Wednesday, September 24, 2008

Change in online music royalties

According to this article in MediaPost there has been a major change in online music royalties. This covers streaming only and not downloads.

This week, the parties disclosed the exact terms of the agreement, which remained confidential until a draft version was drawn up for the Copyright Board. The settlement effectively averted a lawsuit that threatened to disrupt the growth of online radio.

Per the terms of the agreement, online music services will pay 10.5% of their total revenues to the musicians and studios that own songs played or temporarily downloaded online.

Previously, the Recording Industry Association of America had demanded a per-play royalty of $0.0019 per song for streaming and temporary downloads, which many online radio services complained would drive them out of business.

So my question is, what happens for sites that have no revenue? Also how do they police sites like Yahoo that offer streaming music...eg. do they collect 10.5% of all Yahoo revenue or JUST the Yahoo music site?

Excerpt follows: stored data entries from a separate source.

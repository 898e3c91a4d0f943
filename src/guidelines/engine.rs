use std::time::Instant;

use crate::models::enums::{EsaStatus, RecommendationKind};
use crate::models::LabPanel;

use super::alerts::evaluate_alerts;
use super::recommendations::evaluate_recommendations;
use super::thresholds::ReferenceRanges;
use super::types::{
    AlertOutcome, EvaluationReport, FindingCounts, GuidelineEngine, Recommendation,
    RecommendationReport,
};

/// Default implementation of the guideline engine.
/// Runs the alert and recommendation evaluators over the caller-supplied
/// most-recent panel and aggregates their output. Holds no state beyond the
/// immutable reference range table, so one engine serves any number of
/// concurrent evaluations.
pub struct DefaultGuidelineEngine {
    ranges: ReferenceRanges,
}

impl DefaultGuidelineEngine {
    pub fn new(ranges: ReferenceRanges) -> Self {
        Self { ranges }
    }

    pub fn ranges(&self) -> &ReferenceRanges {
        &self.ranges
    }

    fn count_findings(recs: &[Recommendation]) -> usize {
        recs.iter()
            .filter(|r| r.kind == RecommendationKind::Guideline)
            .count()
    }
}

impl Default for DefaultGuidelineEngine {
    fn default() -> Self {
        Self::new(ReferenceRanges::builtin())
    }
}

impl GuidelineEngine for DefaultGuidelineEngine {
    fn evaluate_alerts(&self, panel: Option<&LabPanel>) -> AlertOutcome {
        evaluate_alerts(panel, &self.ranges)
    }

    fn evaluate_recommendations(
        &self,
        panel: Option<&LabPanel>,
        esa: EsaStatus,
    ) -> RecommendationReport {
        evaluate_recommendations(panel, esa, &self.ranges)
    }

    fn evaluate(&self, panel: Option<&LabPanel>, esa: EsaStatus) -> EvaluationReport {
        let start = Instant::now();

        // The two evaluators share no state; order is immaterial.
        let alerts = evaluate_alerts(panel, &self.ranges);
        let recommendations = evaluate_recommendations(panel, esa, &self.ranges);

        let counts = FindingCounts {
            alerts: alerts.alerts().len(),
            anemia: Self::count_findings(&recommendations.anemia),
            bone_mineral: Self::count_findings(&recommendations.bone_mineral),
        };

        let processing_time_ms = start.elapsed().as_millis() as u64;

        tracing::info!(
            patient_id = ?panel.map(|p| p.patient_id),
            alerts = counts.alerts,
            anemia = counts.anemia,
            bone_mineral = counts.bone_mineral,
            processing_ms = processing_time_ms,
            "Guideline evaluation complete"
        );

        EvaluationReport {
            alerts,
            recommendations,
            counts,
            processing_time_ms,
        }
    }
}

#[cfg(test)]
mod tests {
    use chrono::NaiveDate;
    use uuid::Uuid;

    use crate::guidelines::messages::MessageTemplates;
    use crate::models::enums::Parameter;

    use super::*;

    fn panel_with(values: &[(Parameter, f64)]) -> LabPanel {
        let mut panel = LabPanel::new(
            Uuid::new_v4(),
            NaiveDate::from_ymd_opt(2026, 3, 2)
                .unwrap()
                .and_hms_opt(8, 30, 0)
                .unwrap(),
        );
        for (parameter, value) in values {
            match parameter {
                Parameter::Hemoglobin => panel.hemoglobin = Some(*value),
                Parameter::Ferritin => panel.ferritin = Some(*value),
                Parameter::Tsat => panel.tsat = Some(*value),
                Parameter::Phosphorus => panel.phosphorus = Some(*value),
                Parameter::Calcium => panel.calcium = Some(*value),
                Parameter::Pth => panel.pth = Some(*value),
            }
        }
        panel
    }

    #[test]
    fn full_evaluation_counts_findings_not_sentinels() {
        let engine = DefaultGuidelineEngine::default();
        let panel = panel_with(&[
            (Parameter::Hemoglobin, 9.5),
            (Parameter::Ferritin, 180.0),
            (Parameter::Tsat, 18.0),
            (Parameter::Phosphorus, 6.2),
            (Parameter::Calcium, 8.8),
            (Parameter::Pth, 450.0),
        ]);

        let report = engine.evaluate(Some(&panel), EsaStatus::Active);
        assert_eq!(report.counts.alerts, 4);
        assert_eq!(report.counts.anemia, 3);
        assert_eq!(report.counts.bone_mineral, 2);
        assert_eq!(report.counts.total(), 9);
    }

    #[test]
    fn full_evaluation_without_panel() {
        let engine = DefaultGuidelineEngine::default();
        let report = engine.evaluate(None, EsaStatus::Inactive);
        assert!(matches!(report.alerts, AlertOutcome::NoLabData));
        assert_eq!(report.counts.total(), 0);
        assert_eq!(
            report.recommendations.anemia[0].text,
            MessageTemplates::ANEMIA_NO_DATA,
        );
        assert_eq!(
            report.recommendations.bone_mineral[0].text,
            MessageTemplates::BONE_NO_DATA,
        );
    }

    #[test]
    fn in_range_panel_counts_zero_but_reports_sentinels() {
        let engine = DefaultGuidelineEngine::default();
        let panel = panel_with(&[
            (Parameter::Hemoglobin, 11.0),
            (Parameter::Phosphorus, 4.5),
        ]);
        let report = engine.evaluate(Some(&panel), EsaStatus::Active);
        assert_eq!(report.counts.total(), 0);
        assert_eq!(report.recommendations.anemia.len(), 1);
        assert_eq!(
            report.recommendations.anemia[0].kind,
            RecommendationKind::WithinTarget,
        );
    }

    #[test]
    fn report_preserves_evaluator_order() {
        let engine = DefaultGuidelineEngine::default();
        let panel = panel_with(&[
            (Parameter::Phosphorus, 6.8),
            (Parameter::Pth, 750.0),
        ]);
        let report = engine.evaluate(Some(&panel), EsaStatus::Active);
        let bone: Vec<&str> = report
            .recommendations
            .bone_mineral
            .iter()
            .map(|r| r.text.as_str())
            .collect();
        assert_eq!(
            bone,
            [
                MessageTemplates::PHOSPHATE_BINDERS,
                MessageTemplates::PHOSPHATE_DIET,
                MessageTemplates::PTH_HIGH_THERAPY,
            ],
        );
    }

    #[test]
    fn report_serializes_to_json() {
        let engine = DefaultGuidelineEngine::default();
        let panel = panel_with(&[(Parameter::Hemoglobin, 9.5)]);
        let report = engine.evaluate(Some(&panel), EsaStatus::Active);
        let json = serde_json::to_string(&report).unwrap();
        assert!(json.contains("Hemoglobin out of range"));
    }
}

And if i want to offer unlimited streaming of any music track ever produced for $10 per month on a subscription basis (as per my content cloudification article http://deancollinsblog.blogspot.com/2008/08/cloudification-of-your-content.html ) does this mean that i only have to pay the RIAA $1.05 per month for each of my subscribers?

At that rate what about if I set up a P2P torrent company that encrypted the content so only allowed streaming from the proprietary player and not downloading so apart from the initial/ongoing seeding bandwidth charges the costs of delivery is born by the users and i charged a license fee of $1 per month.....would the RIAA be happy with 10.05c per month?